Em apenas sete dias, Minas Gerais registrou alta de 40% no número de casos confirmados de sarampo. Boletim epidemiológico divulgado pela Secretaria de Saúde de Minas Gerais mostra os diagnósticos da moléstia no Estado saltaram de 13 para 18. Outros 288 casos suspeitos estão sendo investigados.

Conforme a pasta, a doença já foi confirmada em Belo Horizonte, Contagem, Betim, Uberlândia, Juiz de Fora e Pedralva. A cidade mineira com mais registros é Uberlândia, no Triângulo Mineiro, com 10 confirmações. "Estes casos foram confirmados pelo critério clínico-epidemiológico, isto é, apresentaram sinais e sintomas característicos da doença e têm histórico de contato direto com o caso de sarampo confirmado", explicou a secretaria. A ameaça de surto da doença neste ano já é a maior em Minas Gerais nos últimos 20 anos.

Por se tratar de uma doença altamente contagiosa, somente nessa terça (10) quatro postos de saúde de Belo Horizonte tiveram que interromper o atendimento após receberem pacientes com suspeita de sarampo. Além disso, no mesmo dia, o Pronto-Socorro do Hospital Mater Dei também teve que suspenser seus atendimentos entre as 21h30 e 1h devido a um caso suspeito de sarampo na unidade. Mas a Rede Mater Dei informou que, nesta quarta (11), os atendimentos em todas as unidades já funcionam normalmente. 
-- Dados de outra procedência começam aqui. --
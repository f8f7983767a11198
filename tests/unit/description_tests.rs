use skillcat::description::{ExtractedFeature, extract_features, fold, split_by_tier};
use skillcat::test_utils::{TestCase, run_table_tests};

#[test]
fn split_by_tier_cases() {
    let cases = vec![
        TestCase::new(
            "three tiers",
            "1★ A; 2★ B; 3★ C",
            vec![(1, "A".to_string()), (2, "B".to_string()), (3, "C".to_string())],
        ),
        TestCase::new("no markers", "no markers here", vec![]),
        TestCase::new("empty", "", vec![]),
        TestCase::new(
            "emoji star with variation selector",
            "1⭐️ hồi 10%HP. 2⭐ hồi 15%HP.",
            vec![(1, "hồi 10%HP".to_string()), (2, "hồi 15%HP".to_string())],
        ),
        TestCase::new(
            "prefix before first marker is dropped",
            "Gầm lớn: 1★ giảm giáp",
            vec![(1, "giảm giáp".to_string())],
        ),
        TestCase::new(
            "segments may span lines",
            "1★ dòng một\ndòng hai; 2★ B",
            vec![(1, "dòng một\ndòng hai".to_string()), (2, "B".to_string())],
        ),
    ];

    run_table_tests(cases, |text| {
        split_by_tier(text)
            .iter()
            .map(|(tier, fragment)| (tier, fragment.to_string()))
            .collect::<Vec<_>>()
    });
}

#[test]
fn extract_features_cases() {
    let cases = vec![
        TestCase::new(
            "debuff",
            "giảm 15%ATK 3 lượt 1 mục tiêu",
            ExtractedFeature {
                percentages: vec![15],
                turns: vec![3],
                targets: vec![1],
                global: false,
            },
        ),
        TestCase::new(
            "team heal",
            "toàn đội hồi 20%HP",
            ExtractedFeature {
                percentages: vec![20],
                global: true,
                ..Default::default()
            },
        ),
        TestCase::new(
            "ally count",
            "tăng 10%DEF cho 2 đồng minh 2 lượt",
            ExtractedFeature {
                percentages: vec![10],
                turns: vec![2],
                targets: vec![2],
                global: false,
            },
        ),
        TestCase::new("nothing numeric", "tấn công", ExtractedFeature::default()),
    ];

    run_table_tests(cases, |text| extract_features(text));
}

#[test]
fn folding_strips_vietnamese_diacritics() {
    assert_eq!(fold("Toàn Đội"), "toan doi");
    assert_eq!(fold("lượt"), "luot");
    assert_eq!(fold("mục tiêu"), "muc tieu");
    assert_eq!(fold("KẺ ĐỊCH"), "ke dich");
}

#[test]
fn decomposed_input_folds_like_composed() {
    // "lượt" written with combining horn and dot below.
    let decomposed = "3 lu\u{031B}o\u{031B}\u{0323}t";
    assert_eq!(fold(decomposed), "3 luot");
    assert_eq!(extract_features(decomposed).turns, [3]);
}

#[test]
fn empty_feature_detection() {
    assert!(extract_features("").is_empty());
    assert!(!extract_features("toàn bộ").is_empty());
}
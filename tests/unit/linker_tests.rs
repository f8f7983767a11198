use skillcat::dataset::roster;
use skillcat::linker::{MISSING, Resolution, SkillSummary, link};
use skillcat::registry::Role;
use skillcat::test_utils::fixtures::{SAMPLE_ROSTER, sample_registry};

#[test]
fn sample_roster_links_with_one_unresolved() {
    let roster = roster::from_csv(SAMPLE_ROSTER).unwrap();
    let report = link(&roster.units, &sample_registry());

    assert_eq!(report.len(), 4);
    assert_eq!(report.resolved_count(), 3);
    let unresolved: Vec<(Role, &str)> = report
        .unresolved()
        .map(|(role, entry)| (role, entry.skill_id.as_str()))
        .collect();
    assert_eq!(unresolved, [(Role::Archer, "arrow_storm")]);

    let roles: Vec<Role> = report.sections.iter().map(|s| s.role).collect();
    assert_eq!(roles, [Role::Tanker, Role::Mage, Role::Archer, Role::Support]);
}

#[test]
fn resolved_entries_summarize_damage_fields() {
    let roster = roster::from_csv(SAMPLE_ROSTER).unwrap();
    let report = link(&roster.units, &sample_registry());

    let (_, fox) = report.entries().find(|(_, e)| e.unit_id == "fox").unwrap();
    assert_eq!(
        fox.resolution,
        Resolution::Resolved(SkillSummary {
            base: "20".into(),
            scale: "1.4".into(),
            damage_type: "magic".into(),
        })
    );
    assert_eq!(fox.effect.as_deref(), Some("row_multi"));

    let (_, bear) = report.entries().find(|(_, e)| e.unit_id == "bear").unwrap();
    match &bear.resolution {
        Resolution::Resolved(summary) => {
            assert_eq!(summary.base, MISSING);
            assert_eq!(summary.damage_type, MISSING);
        }
        Resolution::Unresolved => panic!("bear_roar should resolve"),
    }
}

#[test]
fn unresolved_entries_serialize_with_status() {
    let roster = roster::from_csv(SAMPLE_ROSTER).unwrap();
    let report = link(&roster.units, &sample_registry());
    let json = serde_json::to_value(&report).unwrap();
    let archer = &json["sections"][2];
    assert_eq!(archer["role"], "archer");
    assert_eq!(archer["entries"][0]["resolution"]["status"], "unresolved");
    assert!(archer["entries"][0].get("effect").is_none());
}

#[test]
fn empty_roster_links_to_empty_report() {
    let report = link(&[], &sample_registry());
    assert!(report.is_empty());
    assert!(report.sections.is_empty());
    assert!(report.shared_effects().is_empty());
}
/// Server-to-client messages after batch flattening and update collapse.
#[derive(Debug, Clone, PartialEq)]
pub enum ServerMessage {
  Ack {
    event_id: String,
  },
  Error {
    event_id: String,
    error: Error,
  },
  /// Consecutive `val`/`upd`/`rm` frames for one subscription, merged.
  Subscription {
    subscription_id: String,
    collection_id: String,
    batch: SubscriptionBatch,
  },
  /// Server-side cancellation (`ca`): the subscription lost its permission.
  SubscriptionCancel {
    subscription_id: String,
    collection_id: String,
  },
  FetchResponse {
    fetch_id: String,
    collection_id: String,
    documents: Vec<Document>,
  },
}

/// Parses one inbound text frame into a sequence of messages.
///
/// `batch` envelopes are flattened; consecutive subscription frames for the
/// same subscription id collapse into a single merged [`SubscriptionBatch`].
pub fn parse_server_messages(text: &str) -> Result<Vec<ServerMessage>> {
  let value: Value = serde_json::from_str(text)?;
  let frames = match envelope(&value)? {
    ("batch", Value::Array(inner)) => {
      let mut out = Vec::with_capacity(inner.len());
      for item in inner {
        out.push(envelope(item)?);
      }
      out
    }
    single => vec![single],
  };

  let mut messages: Vec<ServerMessage> = Vec::new();
  for (tag, payload) in frames {
    match tag {
      "val" | "upd" | "rm" => {
        let sub_id = required_str(payload, "sub-id")?;
        let col_id = required_str(payload, "col-id")?;
        let event_id = optional_str(payload, "evt-id");
        let mergeable = matches!(
          messages.last(),
          Some(ServerMessage::Subscription { subscription_id, .. }) if subscription_id.as_str() == sub_id
        );
        if !mergeable {
          messages.push(ServerMessage::Subscription {
            subscription_id: sub_id.to_string(),
            collection_id: col_id.to_string(),
            batch: SubscriptionBatch::default(),
          });
        }
        let Some(ServerMessage::Subscription { batch, .. }) = messages.last_mut() else {
          unreachable!()
        };
        match tag {
          "val" => {
            let docs = parse_documents(payload, "docs", col_id)?;
            batch.merge_snapshot(docs, event_id);
          }
          "upd" => {
            let doc = parse_document(required(payload, "doc")?, col_id)?;
            batch.merge_update(doc, event_id);
          }
          _ => {
            let mut doc = parse_document(required(payload, "doc")?, col_id)?;
            // A removal is a tombstone regardless of what the frame carried.
            doc.value = None;
            doc.etag = None;
            batch.merge_update(doc, event_id);
          }
        }
      }
      "ack" => messages.push(ServerMessage::Ack {
        event_id: required_str(payload, "evt-id")?.to_string(),
      }),
      "err" => {
        let event_id = required_str(payload, "evt-id")?.to_string();
        let err_type = required_str(payload, "err-type")?;
        let err_msg = optional_str(payload, "err-msg");
        messages.push(ServerMessage::Error {
          event_id,
          error: Error::from_wire(err_type, err_msg.as_deref()),
        });
      }
      "ca" => messages.push(ServerMessage::SubscriptionCancel {
        subscription_id: required_str(payload, "sub-id")?.to_string(),
        collection_id: required_str(payload, "col-id")?.to_string(),
      }),
      "res" => {
        let col_id = required_str(payload, "col-id")?;
        messages.push(ServerMessage::FetchResponse {
          fetch_id: required_str(payload, "ftc-id")?.to_string(),
          collection_id: col_id.to_string(),
          documents: parse_documents(payload, "docs", col_id)?,
        });
      }
      other => {
        log::warn!("ignoring unknown server frame: {}", other);
      }
    }
  }
  Ok(messages)
}

fn envelope(value: &Value) -> Result<(&str, &Value)> {
  let obj = value
    .as_object()
    .ok_or(Error::InvalidData(InvalidDataKind::SerializationFailure))?;
  let mut entries = obj.iter();
  match (entries.next(), entries.next()) {
    (Some((tag, payload)), None) => Ok((tag.as_str(), payload)),
    _ => Err(Error::InvalidData(InvalidDataKind::SerializationFailure)),
  }
}

fn required<'a>(payload: &'a Value, key: &str) -> Result<&'a Value> {
  payload
    .get(key)
    .ok_or(Error::InvalidData(InvalidDataKind::SerializationFailure))
}

fn required_str<'a>(payload: &'a Value, key: &str) -> Result<&'a str> {
  required(payload, key)?
    .as_str()
    .ok_or(Error::InvalidData(InvalidDataKind::SerializationFailure))
}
Já entre os dias 21 de agosto e 9 de setembro, o procedimento de suspender atendimentos teve de ser adotado em outras 40 ocasiões em postos e UPAs da capital. A medida atende ao protocolo da Secretaria Municipal de Saúde, que determina o bloqueio vacinal e desinfecção das unidades têm caráter preventivo diante de uma suspeita de diagnóstico do sarampo. A suspensão temporária do atendimento dura, em média, duas horas.

Sobre a doença

O sarampo é uma doença viral, infecciosa aguda, grave, transmissível, altamente contagiosa e comum na infância. A doença começa inicialmente com febre, manchas avermelhadas pelo corpo, sintomas respiratórios e oculares. Também incluem tosse, coriza, rinite aguda, conjuntivite, fotofobia (aversão à luz) e manchas de koplik (pequenos pontos esbranquiçados presentes na mucosa oral). 

A transmissão ocorre de pessoa a pessoa por meio de secreções presentes na fala, tosse, espirros ou até mesmo respiração. Na presença de pessoas não imunizadas ou que nunca apresentaram sarampo, a doença pode se manter em níveis endêmicos, produzindo epidemias recorrentes.